EXERCISE DIRECTIONS:
In the entries below, find every line holding the string "crate" and collect it.
RECORDS PROVIDED: Begin
//! Session configuration for mask processing

use crate::core::cosmic_ray::CosmicRayParams;
use crate::types::{MaskError, MaskResult};
use quick_xml::de::from_str;
use serde::{Deserialize, Serialize};
use std::path::Path;

/// Everything the driver needs besides its collaborators.
///
/// Can be read from an XML document whose root element holds the fields in
/// camelCase, e.g.
///
/// ```xml
/// <maskConfig>
///     <hotPixelMask>mask_from_dark_current.fits</hotPixelMask>
///     <cosmicRay><sigmaClip>6.5</sigmaClip></cosmicRay>
///     <overwrite>true</overwrite>
/// </maskConfig>
/// ```
///
/// Missing fields keep their defaults.
#[derive(Debug, Clone, PartialEq, Serialize, Deserialize)]
#[serde(default, rename_all = "camelCase")]
pub struct MaskConfig {
    /// Bad-pixel mask derived from flat-field defects
    pub bad_pixel_mask: String,
    /// Hot-pixel mask derived from dark-current analysis
    pub hot_pixel_mask: String,
    /// IMAGETYP of the frames that get masked
    pub science_imagetyp: String,
    pub cosmic_ray: CosmicRayParams,
    /// Replace each calibrated frame in place
    pub overwrite: bool,
}

impl Default for MaskConfig {
    fn default() -> Self {
        Self {
            bad_pixel_mask: "mask_from_ccdmask_flat.fits".to_string(),
            hot_pixel_mask: "mask_from_dark_current.fits".to_string(),
            science_imagetyp: "light".to_string(),
            cosmic_ray: CosmicRayParams::default(),
            overwrite: false,
        }
    }
}

impl MaskConfig {
    pub fn from_xml_str(xml: &str) -> MaskResult<Self> {
        let config: MaskConfig =
            from_str(xml).map_err(|e| MaskError::Config(format!("Failed to parse XML: {}", e)))?;
        config.validate()?;
        Ok(config)
    }

    pub fn from_xml_file<P: AsRef<Path>>(path: P) -> MaskResult<Self> {
        let path = path.as_ref();
        log::info!("Reading mask configuration from: {}", path.display());

        if !path.exists() {
            return Err(MaskError::MissingFile(path.to_path_buf()));
        }
        let xml = std::fs::read_to_string(path)?;
        Self::from_xml_str(&xml)
    }

    pub fn validate(&self) -> MaskResult<()> {
        if self.bad_pixel_mask.trim().is_empty() || self.hot_pixel_mask.trim().is_empty() {
            return Err(MaskError::Config(
                "Static mask file names must not be empty".to_string(),
            ));
        }
        if self.science_imagetyp.trim().is_empty() {
            return Err(MaskError::Config(
                "Science IMAGETYP must not be empty".to_string(),
            ));
        }
        if !(self.cosmic_ray.read_noise > 0.0) {
            return Err(MaskError::Config(format!(
                "Read noise must be positive, got {}",
                self.cosmic_ray.read_noise
            )));
        }
        if !(self.cosmic_ray.sigma_clip > 0.0) {
            return Err(MaskError::Config(format!(
                "Sigma clip must be positive, got {}",
                self.cosmic_ray.sigma_clip
            )));
        }
        Ok(())
    }
}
RECORDS PROVIDED: End
SOLVED PROBLEM:
use crate::core::cosmic_ray::CosmicRayParams;
use crate::types::{MaskError, MaskResult};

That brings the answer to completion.